Mihajlovic: "La malattia mi ha reso un uomo migliore, ora mi godo ogni momento"

L'allenatore del Bologna parla anche dell'amicizia con il comandante Arkan: "Ha fatto cose bruttissime, ma non rinnego un'amicizia"

Sinisa Mihajlovic

Sinisa Mihajlovic

globalist 12 novembre 2020
In occasione della presentazione della sua autobiografia: "La partita della vita", Sinisa Mihajlovic ha parlato della malattia che lo ha colpito.
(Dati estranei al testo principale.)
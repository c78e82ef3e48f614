use crate::cache::ClusteredCache;
use crate::config::{CacheConfig, MembershipConfig};
use std::time::{Duration, Instant};
use tokio::time::sleep;

/// Install a log subscriber once; set `RUST_LOG` to see node logs.
pub(crate) fn init_tracing() {
    let _ = tracing_subscriber::fmt()
        .with_env_filter(tracing_subscriber::EnvFilter::from_default_env())
        .with_test_writer()
        .try_init();
}

/// Config for a test node bound to an OS-assigned loopback port.
pub(crate) fn node_config(cluster: &str, name: &str) -> CacheConfig {
    CacheConfig::new(cluster)
        .with_node_name(name)
        .with_bind_addr("127.0.0.1:0")
        .with_statistics(true)
        .with_initial_cluster_timeout(Duration::from_secs(5))
        .with_membership_config(
            MembershipConfig::default()
                .with_heartbeat_interval(Duration::from_millis(200))
                .with_max_missed_heartbeats(3),
        )
}

/// Config for a node joining through `seed`.
pub(crate) fn joining_config(cluster: &str, name: &str, seed: &ClusteredCache<String>) -> CacheConfig {
    node_config(cluster, name).with_seed_nodes([seed.address().addr.to_string()])
}

/// Start `size` nodes one after another, all seeded with the first.
pub(crate) async fn start_cluster(
    cluster: &str,
    size: usize,
    configure: impl Fn(CacheConfig) -> CacheConfig,
) -> Vec<ClusteredCache<String>> {
    init_tracing();
    let first = ClusteredCache::start(configure(node_config(cluster, "node-0")))
        .await
        .unwrap();
    let mut nodes = vec![first];
    for i in 1..size {
        let config = configure(joining_config(cluster, &format!("node-{}", i), &nodes[0]));
        nodes.push(ClusteredCache::start(config).await.unwrap());
    }
    assert!(
        wait_for(
            || nodes.iter().all(|n| n.view().len() == size),
            Duration::from_secs(5),
            Duration::from_millis(20),
        )
        .await,
        "cluster of {} did not form",
        size
    );
    nodes
}

/// Wait until no node is transferring segments.
pub(crate) async fn wait_for_rebalance(nodes: &[ClusteredCache<String>], timeout: Duration) -> bool {
    wait_for(
        || nodes.iter().all(|n| !n.rebalance_in_progress()),
        timeout,
        Duration::from_millis(20),
    )
    .await
}

pub(crate) async fn shutdown_all(nodes: &[ClusteredCache<String>]) {
    for node in nodes.iter().rev() {
        node.shutdown().await;
    }
}

/// Wait for a condition with timeout
pub(crate) async fn wait_for<F>(condition: F, timeout: Duration, check_interval: Duration) -> bool
where
    F: Fn() -> bool,
{
    let start = Instant::now();
    while start.elapsed() < timeout {
        if condition() {
            return true;
        }
        sleep(check_interval).await;
    }
    condition()
}

/// Retry `action` until its result satisfies `predicate`.
pub(crate) async fn wait_for_result<F, Fut, T, P>(mut action: F, predicate: P, timeout: Duration) -> Option<T>
where
    F: FnMut() -> Fut,
    Fut: std::future::Future<Output = T>,
    P: Fn(&T) -> bool,
{
    let start = Instant::now();
    let interval = Duration::from_millis(50);

    while start.elapsed() < timeout {
        let result = action().await;
        if predicate(&result) {
            return Some(result);
        }
        sleep(interval).await;
    }
    None
}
“Mi godo ogni momento. Prima non lo facevo, davo tutto per scontato. Conta la salute, contano gli affetti. Nient’altro. La malattia mi ha reso un uomo migliore. Ammalarsi non è una colpa. Succede, e basta. Ti cade il mondo addosso. Cerchi di reagire. Ognuno lo fa a suo modo. La verità è che non sono un eroe, e neppure Superman. Sono uno che quando parlava così, si faceva coraggio. Perché aveva paura, e piangeva, e si chiedeva perché, e implorava aiuto a Dio, come tutti. Pensavo solo a darmi forza nell’unico modo che conosco. Combatti, non mollare mai. E chi non ce la fa? Non è certo un perdente. Non è una sconfitta, è una maledetta malattia”.

Il coro "zingaro di m..." negli stadi ora non si sente più: “Sono un uomo controverso e divisivo, si dice così? E ci ho messo anche io del mio - riconosce però il tecnico del Bologna sul suo passato - Facevo il macho, dicevo cose che potevo tenere per me. Ma se faccio una cazzata, e ne ho fatte tante, mi prendo le mie responsabilità”.
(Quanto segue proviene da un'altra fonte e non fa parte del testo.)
//! Monotonic counters.

use std::sync::atomic::{AtomicU64, Ordering};

/// A named, monotonically increasing counter.
#[derive(Debug)]
pub struct Counter {
    name: &'static str,
    help: &'static str,
    value: AtomicU64,
}

impl Counter {
    /// Create a counter starting at zero.
    pub const fn new(name: &'static str, help: &'static str) -> Self {
        Self {
            name,
            help,
            value: AtomicU64::new(0),
        }
    }

    pub fn name(&self) -> &'static str {
        self.name
    }

    pub fn help(&self) -> &'static str {
        self.help
    }

    pub fn inc(&self) {
        self.value.fetch_add(1, Ordering::Relaxed);
    }

    pub fn inc_by(&self, n: u64) {
        self.value.fetch_add(n, Ordering::Relaxed);
    }

    /// Current value.
    pub fn get(&self) -> u64 {
        self.value.load(Ordering::Relaxed)
    }
}

#[cfg(test)]
mod tests {
    use super::*;

    #[test]
    fn test_counter() {
        let counter = Counter::new("cache_hits", "Reads served from a live entry");
        assert_eq!(counter.get(), 0);

        counter.inc();
        counter.inc_by(4);
        assert_eq!(counter.get(), 5);
        assert_eq!(counter.name(), "cache_hits");
    }

    #[test]
    fn test_counter_concurrent_increments() {
        let counter = std::sync::Arc::new(Counter::new("c", "c"));
        let handles: Vec<_> = (0..4)
            .map(|_| {
                let counter = counter.clone();
                std::thread::spawn(move || {
                    for _ in 0..1000 {
                        counter.inc();
                    }
                })
            })
            .collect();
        for handle in handles {
            handle.join().unwrap();
        }
        assert_eq!(counter.get(), 4000);
    }
}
 Il tecnico del Bologna parla anche della sua amicizia con il comandante Arkan, capo delle tigri: "Nei miei anni a Belgrado l’ho frequentato per circa 200 sere all’anno. La fascinazione del male? Forse all’inizio c’era anche quello, poi diventammo davvero amici. Quando morì, pubblicai il famoso necrologio che mi ha attirato tante critiche. Non condividerò mai quel che ha fatto, e ha fatto cose orrende. Ma non posso rinnegare un rapporto che fa parte della mia vita, di quel che sono stato. Altrimenti sarei un ipocrita”.